Les éditions Sarbacane nous ont habitués au soin qu’elles portent à leur travail de production. Le Dieu Vagabond, nouvelle histoire de l’Italien Fabriozio Dori, ne fait pas exception. Dos toilé élégant, papier de qualité : l’objet est à la hauteur de la beauté des planches de l’auteur qui n’a pas peur de mettre en cases des envolées graphiques généreuses, peintes et foisonnantes.
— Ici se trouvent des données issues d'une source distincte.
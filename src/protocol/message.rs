//! Command message definitions
//!
//! The structured part of a frame. Outside the fields the engine needs
//! (sequence numbers, message type, key-value metadata, status, HMAC) the
//! message is opaque and is encoded with bincode.
//!
//! ```text
//! Message (envelope)
//! ├── identity
//! ├── hmac              ── digest over frame header + command bytes
//! └── command (bytes)   ── serialized Command
//!       ├── header      ── cluster version, connection id, sequence, ack, type
//!       ├── body        ── key-value metadata or key range
//!       └── status      ── remote status code (responses only)
//! ```

use bincode::Options;
use serde::{Deserialize, Serialize};

use crate::entry::{Algorithm, Entry, KeyRange, Synchronization};
use crate::error::{FrameError, Result};
use crate::status::Status;

use super::codec::MAX_MESSAGE_LEN;

/// Encoding shared by every serialized message section
fn wire_options() -> impl Options {
    bincode::DefaultOptions::new()
        .with_fixint_encoding()
        .with_big_endian()
        .with_limit(MAX_MESSAGE_LEN as u64)
}

// =============================================================================
// Message Types
// =============================================================================

/// Kind of command carried by a frame
#[derive(Debug, Clone, Copy, PartialEq, Eq, Serialize, Deserialize)]
pub enum MessageType {
    Get,
    GetResponse,
    Put,
    PutResponse,
    Delete,
    DeleteResponse,
    NoOp,
    NoOpResponse,
    GetKeyRange,
    GetKeyRangeResponse,
}

impl MessageType {
    /// The message type a device answers a request with
    pub fn response(self) -> MessageType {
        match self {
            MessageType::Get | MessageType::GetResponse => MessageType::GetResponse,
            MessageType::Put | MessageType::PutResponse => MessageType::PutResponse,
            MessageType::Delete | MessageType::DeleteResponse => MessageType::DeleteResponse,
            MessageType::NoOp | MessageType::NoOpResponse => MessageType::NoOpResponse,
            MessageType::GetKeyRange | MessageType::GetKeyRangeResponse => {
                MessageType::GetKeyRangeResponse
            }
        }
    }
}

// =============================================================================
// Command Sections
// =============================================================================

#[derive(Debug, Clone, Default, PartialEq, Eq, Serialize, Deserialize)]
pub struct CommandHeader {
    pub cluster_version: i64,
    pub connection_id: i64,
    pub sequence: i64,

    /// Sequence of the request this frame answers (responses only)
    pub ack_sequence: Option<i64>,

    pub message_type: Option<MessageType>,
}

/// Key-value metadata; only fields the caller actually set are present
#[derive(Debug, Clone, Default, PartialEq, Eq, Serialize, Deserialize)]
pub struct KeyValue {
    pub key: Option<Vec<u8>>,
    pub new_version: Option<Vec<u8>>,
    pub db_version: Option<Vec<u8>>,
    pub tag: Option<Vec<u8>>,
    pub algorithm: Option<Algorithm>,
    pub metadata_only: Option<bool>,
    pub force: Option<bool>,
    pub synchronization: Option<Synchronization>,
}

fn non_empty(bytes: &[u8]) -> Option<Vec<u8>> {
    if bytes.is_empty() {
        None
    } else {
        Some(bytes.to_vec())
    }
}

fn flag(set: bool) -> Option<bool> {
    if set {
        Some(true)
    } else {
        None
    }
}

impl KeyValue {
    /// Copy the metadata an entry sets
    pub fn from_entry(entry: &Entry) -> Self {
        Self {
            key: non_empty(entry.key.as_slice()),
            new_version: non_empty(entry.new_version.as_slice()),
            db_version: non_empty(entry.db_version.as_slice()),
            tag: non_empty(entry.tag.as_slice()),
            algorithm: entry.algorithm,
            metadata_only: flag(entry.metadata_only),
            force: flag(entry.force),
            synchronization: entry.synchronization,
        }
    }
}

#[derive(Debug, Clone, Default, PartialEq, Eq, Serialize, Deserialize)]
pub struct Range {
    pub start_key: Option<Vec<u8>>,
    pub end_key: Option<Vec<u8>>,
    pub start_key_inclusive: Option<bool>,
    pub end_key_inclusive: Option<bool>,
    pub max_returned: Option<u32>,
    pub reverse: Option<bool>,

    /// Keys returned by the device
    pub keys: Vec<Vec<u8>>,
}

impl Range {
    pub fn from_key_range(range: &KeyRange) -> Self {
        Self {
            start_key: non_empty(range.start_key.as_slice()),
            end_key: non_empty(range.end_key.as_slice()),
            start_key_inclusive: flag(range.start_key_inclusive),
            end_key_inclusive: flag(range.end_key_inclusive),
            max_returned: Some(range.max_returned),
            reverse: flag(range.reverse),
            keys: Vec::new(),
        }
    }
}

#[derive(Debug, Clone, Default, PartialEq, Eq, Serialize, Deserialize)]
pub struct Body {
    pub key_value: Option<KeyValue>,
    pub range: Option<Range>,
}

/// Status codes as carried on the wire
#[derive(Debug, Clone, Copy, PartialEq, Eq, Serialize, Deserialize)]
pub enum StatusCode {
    Success,
    HmacFailure,
    NotAuthorized,
    VersionFailure,
    InternalError,
    HeaderRequired,
    NotFound,
    VersionMismatch,
    ServiceBusy,
    Expired,
    DataError,
    PermDataError,
    RemoteConnectionError,
    NoSpace,
    NoSuchHmacAlgorithm,
    InvalidRequest,
}

impl StatusCode {
    pub fn to_status(self) -> Status {
        match self {
            StatusCode::Success => Status::Success,
            StatusCode::HmacFailure => Status::HmacFailure,
            StatusCode::NotAuthorized => Status::NotAuthorized,
            StatusCode::VersionFailure => Status::VersionFailure,
            StatusCode::InternalError => Status::InternalError,
            StatusCode::HeaderRequired => Status::HeaderRequired,
            StatusCode::NotFound => Status::NotFound,
            StatusCode::VersionMismatch => Status::VersionMismatch,
            StatusCode::ServiceBusy => Status::ServiceBusy,
            StatusCode::Expired => Status::Expired,
            StatusCode::DataError => Status::DataError,
            StatusCode::PermDataError => Status::PermDataError,
            StatusCode::RemoteConnectionError => Status::RemoteConnectionError,
            StatusCode::NoSpace => Status::NoSpace,
            StatusCode::NoSuchHmacAlgorithm => Status::NoSuchHmacAlgorithm,
            StatusCode::InvalidRequest => Status::InvalidRequest,
        }
    }
}

#[derive(Debug, Clone, PartialEq, Eq, Serialize, Deserialize)]
pub struct StatusReport {
    pub code: StatusCode,
    pub message: Option<String>,
}

impl StatusReport {
    pub fn new(code: StatusCode) -> Self {
        Self { code, message: None }
    }
}

// =============================================================================
// Command + Envelope
// =============================================================================

#[derive(Debug, Clone, Default, PartialEq, Eq, Serialize, Deserialize)]
pub struct Command {
    pub header: Option<CommandHeader>,
    pub body: Option<Body>,
    pub status: Option<StatusReport>,
}

impl Command {
    pub fn encode(&self) -> Result<Vec<u8>> {
        Ok(wire_options().serialize(self)?)
    }

    pub fn decode(bytes: &[u8]) -> std::result::Result<Self, FrameError> {
        wire_options()
            .deserialize(bytes)
            .map_err(|e| FrameError::Malformed(format!("command: {}", e)))
    }

    pub fn key_value(&self) -> Option<&KeyValue> {
        self.body.as_ref().and_then(|b| b.key_value.as_ref())
    }

    pub fn range(&self) -> Option<&Range> {
        self.body.as_ref().and_then(|b| b.range.as_ref())
    }
}

/// Authenticated envelope around the serialized command
#[derive(Debug, Clone, Default, PartialEq, Eq, Serialize, Deserialize)]
pub struct Message {
    pub identity: i64,
    pub hmac: Option<Vec<u8>>,
    pub command: Vec<u8>,
}

impl Message {
    pub fn encode(&self) -> Result<Vec<u8>> {
        Ok(wire_options().serialize(self)?)
    }

    pub fn encoded_len(&self) -> Result<usize> {
        Ok(wire_options().serialized_size(self)? as usize)
    }

    pub fn decode(bytes: &[u8]) -> std::result::Result<Self, FrameError> {
        wire_options()
            .deserialize(bytes)
            .map_err(|e| FrameError::Malformed(format!("message: {}", e)))
    }
}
Eustis, jeune brun aux cheveux longs et à la barbe mal rasée, à la veste large et la démarche décontractée, est fidèle à premier abord à tous les poncifs du vagabond lambda. Pourtant, il semble s’être forgé une réputation qui pousse certaines personnes à venir le consulter. En cercle privé, dons de voyance, visions et révélations sont au rendez-vous. Car Eustis n’est pas un humain ordinaire. Il y a de cela plus de deux millénaires, il vivait sous les traits d’un satyre, compagnon de route du dieu Dyonisos et ami du dieu Pan.
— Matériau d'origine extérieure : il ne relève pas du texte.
//! Byte buffer primitive
//!
//! A fixed-capacity, append-only view over byte storage. Keys, tags, versions
//! and values are all carried in `ByteBuffer`s so a caller can hand the
//! engine a buffer of known size and read back how much of it was filled.

use std::fmt;

use bytes::{Bytes, BytesMut};

use crate::error::{KineticError, Result};

/// Fixed-capacity append-only byte buffer
#[derive(Clone, Default)]
pub struct ByteBuffer {
    data: BytesMut,
    capacity: usize,
}

impl ByteBuffer {
    /// Create an empty buffer able to hold `capacity` bytes
    pub fn with_capacity(capacity: usize) -> Self {
        Self {
            data: BytesMut::with_capacity(capacity),
            capacity,
        }
    }

    /// Create a buffer holding exactly `bytes`, with no spare room
    pub fn from_slice(bytes: &[u8]) -> Self {
        Self {
            data: BytesMut::from(bytes),
            capacity: bytes.len(),
        }
    }

    /// Create a buffer holding `bytes` with room to grow up to `capacity`
    pub fn with_contents(bytes: &[u8], capacity: usize) -> Result<Self> {
        let mut buffer = Self::with_capacity(capacity);
        buffer.append(bytes)?;
        Ok(buffer)
    }

    pub fn capacity(&self) -> usize {
        self.capacity
    }

    /// Number of bytes used
    pub fn len(&self) -> usize {
        self.data.len()
    }

    pub fn is_empty(&self) -> bool {
        self.data.is_empty()
    }

    pub fn remaining(&self) -> usize {
        self.capacity - self.data.len()
    }

    pub fn is_full(&self) -> bool {
        self.remaining() == 0
    }

    pub fn as_slice(&self) -> &[u8] {
        &self.data
    }

    /// Copy of the used bytes as an immutable `Bytes`
    pub fn to_bytes(&self) -> Bytes {
        Bytes::copy_from_slice(&self.data)
    }

    /// Append `bytes`; nothing is written if they do not fit
    pub fn append(&mut self, bytes: &[u8]) -> Result<()> {
        if bytes.len() > self.remaining() {
            return Err(KineticError::BufferOverrun {
                needed: bytes.len(),
                available: self.remaining(),
            });
        }
        self.data.extend_from_slice(bytes);
        Ok(())
    }

    pub fn append_str(&mut self, s: &str) -> Result<()> {
        self.append(s.as_bytes())
    }

    /// Append formatted text, e.g. `buf.append_fmt(format_args!("tag_{:04}", n))`
    pub fn append_fmt(&mut self, args: fmt::Arguments<'_>) -> Result<()> {
        let text = fmt::format(args);
        self.append(text.as_bytes())
    }

    /// Replace the contents with `bytes` (cleared even when they do not fit)
    pub fn fill_from(&mut self, bytes: &[u8]) -> Result<()> {
        self.reset();
        self.append(bytes)
    }

    /// Mark the buffer empty; capacity is unchanged
    pub fn reset(&mut self) {
        self.data.clear();
    }
}

impl PartialEq for ByteBuffer {
    fn eq(&self, other: &Self) -> bool {
        self.as_slice() == other.as_slice()
    }
}

impl Eq for ByteBuffer {}

impl fmt::Debug for ByteBuffer {
    fn fmt(&self, f: &mut fmt::Formatter<'_>) -> fmt::Result {
        f.debug_struct("ByteBuffer")
            .field("len", &self.len())
            .field("capacity", &self.capacity)
            .field("data", &String::from_utf8_lossy(&self.data))
            .finish()
    }
}

impl From<&[u8]> for ByteBuffer {
    fn from(bytes: &[u8]) -> Self {
        Self::from_slice(bytes)
    }
}

impl<const N: usize> From<&[u8; N]> for ByteBuffer {
    fn from(bytes: &[u8; N]) -> Self {
        Self::from_slice(bytes)
    }
}

impl From<&str> for ByteBuffer {
    fn from(s: &str) -> Self {
        Self::from_slice(s.as_bytes())
    }
}

impl From<Vec<u8>> for ByteBuffer {
    fn from(bytes: Vec<u8>) -> Self {
        let capacity = bytes.len();
        Self {
            data: BytesMut::from(&bytes[..]),
            capacity,
        }
    }
}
Chassé du monde des dieux pour avoir courtisé une nymphe protégée de la déesse Artémis, il traverse les siècles sous les apparats d’un homme ordinaire. Le temps passant, il se forge la conviction que le monde des dieux antiques qui était le sien a depuis bel et bien disparu. Fabrizio Dori raconte dans Le Dieux Vagabond le déroulé des quelques semaines durant lesquelles, de rencontres en rencontres, Eustis va retrouver la porte du monde mythologique.
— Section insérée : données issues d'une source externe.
//! Tests for the async dispatcher
//!
//! These tests verify:
//! - Sequence numbers are strictly increasing on the wire
//! - N concurrent submitters + one run thread yield exactly N completions
//! - Out-of-order responses are matched by sequence number
//! - Disconnect fails every pending operation exactly once
//! - Unknown acks, bad HMACs and mismatched types are handled per frame
//! - Registry capacity and per-operation timeouts

#[path = "../support/mod.rs"]
mod support;

use std::collections::HashSet;
use std::sync::Arc;
use std::thread;
use std::time::{Duration, Instant};

use crossbeam::channel::{unbounded, Receiver};
use kinetic_client::logging::{LogLevel, MemorySink};
use kinetic_client::protocol::StatusCode;
use kinetic_client::{
    Completion, ConnectionState, Entry, ExecutionMode, OperationResult, Session, Status,
};
use support::{Behavior, MockDevice};

// =============================================================================
// Helper Functions
// =============================================================================

fn connect(device: &MockDevice) -> Session {
    let session = Session::new(device.config().build());
    session.connect().unwrap();
    session
}

/// Drive `run` until `n` results arrive or five seconds pass
fn drain(session: &Session, rx: &Receiver<OperationResult>, n: usize) -> Vec<OperationResult> {
    let deadline = Instant::now() + Duration::from_secs(5);
    let mut results = Vec::new();
    while results.len() < n && Instant::now() < deadline {
        let _ = session.run();
        while let Ok(result) = rx.try_recv() {
            results.push(result);
        }
    }
    results
}

// =============================================================================
// Sequencing Tests
// =============================================================================

#[test]
fn test_sequences_strictly_increasing() {
    let device = MockDevice::start(Behavior::Respond);
    let session = connect(&device);
    let op = session.new_operation().unwrap();

    for _ in 0..20 {
        op.noop().unwrap();
    }

    let received = device.received();
    assert_eq!(received.len(), 20);
    assert!(received.windows(2).all(|w| w[0] < w[1]));
    assert_eq!(op.connection().next_sequence(), received[19] + 1);
}

#[test]
fn test_async_returns_assigned_sequence() {
    let device = MockDevice::start(Behavior::Respond);
    let session = connect(&device);
    let op = session.new_operation().unwrap();
    let (tx, rx) = unbounded();

    let first = op.noop_async(Completion::channel(tx.clone())).unwrap();
    let second = op.noop_async(Completion::channel(tx)).unwrap();
    assert!(second > first);

    let results = drain(&session, &rx, 2);
    let sequences: HashSet<i64> = results.iter().map(|r| r.sequence).collect();
    assert_eq!(sequences, HashSet::from([first, second]));
}

#[test]
fn test_concurrent_submitters_single_runner() {
    const THREADS: usize = 8;
    const PER_THREAD: usize = 25;

    let device = MockDevice::start(Behavior::Respond);
    let session = connect(&device);
    let (tx, rx) = unbounded();

    let handles: Vec<_> = (0..THREADS)
        .map(|t| {
            let op = session.new_operation().unwrap();
            let tx = tx.clone();
            thread::spawn(move || {
                for i in 0..PER_THREAD {
                    let entry = Entry::new(format!("key_{}_{}", t, i).as_str())
                        .with_value(format!("value_{}", i).as_str());
                    op.put_async(entry, Completion::channel(tx.clone())).unwrap();
                }
            })
        })
        .collect();

    let total = THREADS * PER_THREAD;
    let results = drain(&session, &rx, total);
    for handle in handles {
        handle.join().unwrap();
    }

    // Exactly one completion per operation
    assert_eq!(results.len(), total);
    let sequences: HashSet<i64> = results.iter().map(|r| r.sequence).collect();
    assert_eq!(sequences.len(), total);
    assert!(results.iter().all(|r| r.status == Status::Success));
    assert!(rx.try_recv().is_err());

    let received = device.received();
    assert!(received.windows(2).all(|w| w[0] < w[1]));
    assert_eq!(device.stored_keys().len(), total);
}

#[test]
fn test_out_of_order_responses_matched() {
    let device = MockDevice::start(Behavior::Reverse(5));
    let session = connect(&device);
    let op = session.new_operation().unwrap();
    let (tx, rx) = unbounded();

    let mut sequences = Vec::new();
    for i in 0..5 {
        let entry = Entry::new(format!("k{}", i).as_str()).with_value(format!("v{}", i).as_str());
        sequences.push(op.put_async(entry, Completion::channel(tx.clone())).unwrap());
    }

    let results = drain(&session, &rx, 5);
    assert_eq!(results.len(), 5);

    // Arrived newest first, each matched to its own entry
    let arrival: Vec<i64> = results.iter().map(|r| r.sequence).collect();
    let mut reversed = sequences.clone();
    reversed.reverse();
    assert_eq!(arrival, reversed);

    for result in &results {
        let index = sequences.iter().position(|s| *s == result.sequence).unwrap();
        let entry = result.entry.as_ref().unwrap();
        assert_eq!(entry.key.as_slice(), format!("k{}", index).as_bytes());
    }
}

// =============================================================================
// Disconnect Tests
// =============================================================================

#[test]
fn test_disconnect_fails_every_pending() {
    const K: usize = 7;

    let device = MockDevice::start(Behavior::Silent);
    let session = connect(&device);
    let op = session.new_operation().unwrap();
    let (tx, rx) = unbounded();

    for _ in 0..K {
        op.noop_async(Completion::channel(tx.clone())).unwrap();
    }
    assert!(device.wait_for_requests(K));
    assert_eq!(session.pending(), K);

    assert_eq!(session.disconnect().unwrap(), K);

    let results: Vec<OperationResult> = rx.try_iter().collect();
    assert_eq!(results.len(), K);
    assert!(results.iter().all(|r| r.status == Status::ConnectionError));
    let sequences: HashSet<i64> = results.iter().map(|r| r.sequence).collect();
    assert_eq!(sequences.len(), K);
}

#[test]
fn test_disconnect_from_threaded_mode() {
    let device = MockDevice::start(Behavior::Silent);
    let session = Session::new(
        device
            .config()
            .execution_mode(ExecutionMode::Threaded)
            .build(),
    );
    session.connect().unwrap();
    let op = session.new_operation().unwrap();
    let (tx, rx) = unbounded();

    for _ in 0..3 {
        op.noop_async(Completion::channel(tx.clone())).unwrap();
    }
    assert!(device.wait_for_requests(3));
    assert_eq!(session.disconnect().unwrap(), 3);
    assert_eq!(rx.try_iter().count(), 3);
}

#[test]
fn test_peer_close_fails_pending() {
    let device = MockDevice::start(Behavior::CloseAfter(0));
    let session = connect(&device);
    let op = session.new_operation().unwrap();
    let (tx, rx) = unbounded();

    // Later writes may already see the closed socket and be rejected outright
    let submitted = (0..3)
        .filter(|_| op.noop_async(Completion::channel(tx.clone())).is_ok())
        .count();
    assert!(submitted >= 1);

    let results = drain(&session, &rx, submitted);
    assert_eq!(results.len(), submitted);
    assert!(results.iter().all(|r| r.status == Status::ConnectionError));
    assert_eq!(session.state(), ConnectionState::Error);
}

// =============================================================================
// Per-frame Failure Tests
// =============================================================================

#[test]
fn test_unknown_ack_logged_and_discarded() {
    let device = MockDevice::start(Behavior::BogusAckFirst);
    let sink = Arc::new(MemorySink::new());
    let session = Session::with_sink(device.config().build(), sink.clone());
    session.connect().unwrap();

    session.new_operation().unwrap().noop().unwrap();

    assert!(sink.contains(LogLevel::Warn, "protocol violation"));
    assert_eq!(session.state(), ConnectionState::Connected);
}

#[test]
fn test_bad_hmac_fails_only_that_operation() {
    let device = MockDevice::start(Behavior::WrongKey);
    let session = connect(&device);
    let op = session.new_operation().unwrap();

    let err = op.noop().unwrap_err();
    assert_eq!(err.status(), Status::HmacFailure);

    // The connection survives
    assert_eq!(session.state(), ConnectionState::Connected);
    assert_eq!(op.noop().unwrap_err().status(), Status::HmacFailure);
}

#[test]
fn test_device_rejects_bad_request_hmac() {
    let device = MockDevice::start(Behavior::Respond);
    let session = Session::new(device.config().hmac_key("not the device key").build());
    session.connect().unwrap();

    // Device answers HMAC_FAILURE signed with its own key, which we cannot verify either
    let err = session.new_operation().unwrap().noop().unwrap_err();
    assert_eq!(err.status(), Status::HmacFailure);
}

#[test]
fn test_oversized_frame_skipped_and_stream_resyncs() {
    let device = MockDevice::start(Behavior::OversizedFirst);
    let sink = Arc::new(MemorySink::new());
    let session = Session::with_sink(device.config().build(), sink.clone());
    session.connect().unwrap();
    let op = session.new_operation().unwrap();

    op.noop().unwrap();
    op.noop().unwrap();

    assert_eq!(session.pending(), 0);
    assert_eq!(session.state(), ConnectionState::Connected);
    assert!(sink.contains(LogLevel::Warn, "discarding malformed frame"));
}

#[test]
fn test_oversized_frame_does_not_drop_async_responses() {
    let device = MockDevice::start(Behavior::OversizedFirst);
    let session = connect(&device);
    let op = session.new_operation().unwrap();
    let (tx, rx) = unbounded();

    for _ in 0..4 {
        op.noop_async(Completion::channel(tx.clone())).unwrap();
    }

    let results = drain(&session, &rx, 4);
    assert_eq!(results.len(), 4);
    assert!(results.iter().all(|r| r.status == Status::Success));
    assert_eq!(session.pending(), 0);
}

#[test]
fn test_mismatched_response_type_is_invalid() {
    let device = MockDevice::start(Behavior::WrongType);
    let session = connect(&device);

    let err = session.new_operation().unwrap().noop().unwrap_err();
    assert_eq!(err.status(), Status::Invalid);
}

#[test]
fn test_remote_status_passed_through() {
    let device = MockDevice::start(Behavior::AlwaysStatus(StatusCode::ServiceBusy));
    let session = connect(&device);

    let err = session.new_operation().unwrap().noop().unwrap_err();
    assert_eq!(err.status(), Status::ServiceBusy);
}

// =============================================================================
// Capacity / Timeout Tests
// =============================================================================

#[test]
fn test_full_registry_rejects_before_io() {
    let device = MockDevice::start(Behavior::Silent);
    let session = Session::new(device.config().max_pending(2).build());
    session.connect().unwrap();
    let op = session.new_operation().unwrap();
    let (tx, rx) = unbounded();

    op.noop_async(Completion::channel(tx.clone())).unwrap();
    op.noop_async(Completion::channel(tx.clone())).unwrap();
    let err = op.noop_async(Completion::channel(tx)).unwrap_err();
    assert_eq!(err.status(), Status::RegistryFull);

    assert!(device.wait_for_requests(2));
    thread::sleep(Duration::from_millis(50));
    assert_eq!(device.received().len(), 2);

    // The rejected completion never fires
    assert_eq!(session.disconnect().unwrap(), 2);
    assert_eq!(rx.try_iter().count(), 2);
}

#[test]
fn test_operation_timeout() {
    let device = MockDevice::start(Behavior::Silent);
    let session = Session::new(
        device
            .config()
            .operation_timeout(Some(Duration::from_millis(50)))
            .build(),
    );
    session.connect().unwrap();

    let start = Instant::now();
    let err = session.new_operation().unwrap().noop().unwrap_err();
    assert_eq!(err.status(), Status::OperationTimedOut);
    assert!(start.elapsed() >= Duration::from_millis(50));
    assert_eq!(session.pending(), 0);
    assert_eq!(session.state(), ConnectionState::Connected);
}

#[test]
fn test_no_timeout_by_default() {
    let device = MockDevice::start(Behavior::Silent);
    let session = connect(&device);
    let op = session.new_operation().unwrap();
    let (tx, rx) = unbounded();

    op.noop_async(Completion::channel(tx)).unwrap();
    let results = {
        let deadline = Instant::now() + Duration::from_millis(200);
        while Instant::now() < deadline {
            session.run().unwrap();
        }
        rx.try_iter().count()
    };
    assert_eq!(results, 0);
    assert_eq!(session.pending(), 1);
}

#[test]
fn test_callback_completion_runs_on_run_caller() {
    let device = MockDevice::start(Behavior::Respond);
    let session = connect(&device);
    let (tx, rx) = unbounded();
    let caller = thread::current().id();

    session
        .new_operation()
        .unwrap()
        .noop_async(Completion::callback(move |result| {
            tx.send((result.status, thread::current().id())).unwrap();
        }))
        .unwrap();

    let deadline = Instant::now() + Duration::from_secs(5);
    let mut got = None;
    while got.is_none() && Instant::now() < deadline {
        session.run().unwrap();
        got = rx.try_recv().ok();
    }
    let (status, thread_id) = got.unwrap();
    assert_eq!(status, Status::Success);
    assert_eq!(thread_id, caller);
}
À l’instar de Neil Gaiman, romancier anglais (à qui l’ont doit American Gods ou, pour les plus jeunes, Coraline) qui scénarisa la vaste série de bande dessinée Sandman, Fabrizio Dori mêle joyeusement mythologie et monde contemporain. Ce mélange de tons est au cœur de la narration de l’album. Si certaines de ses cases sont de véritables toiles à l’atmosphère cérémonieuse faisant ouvertement référence aux esthétiques de grands peintres, son trait vire dès la case suivante vers l’anecdote et le grotesque. Il en va de même pour l’écriture des dialogues, parfois emprunts du poids allégorique des paroles divines, parfois usant d’une syntaxe on ne peut plus familière.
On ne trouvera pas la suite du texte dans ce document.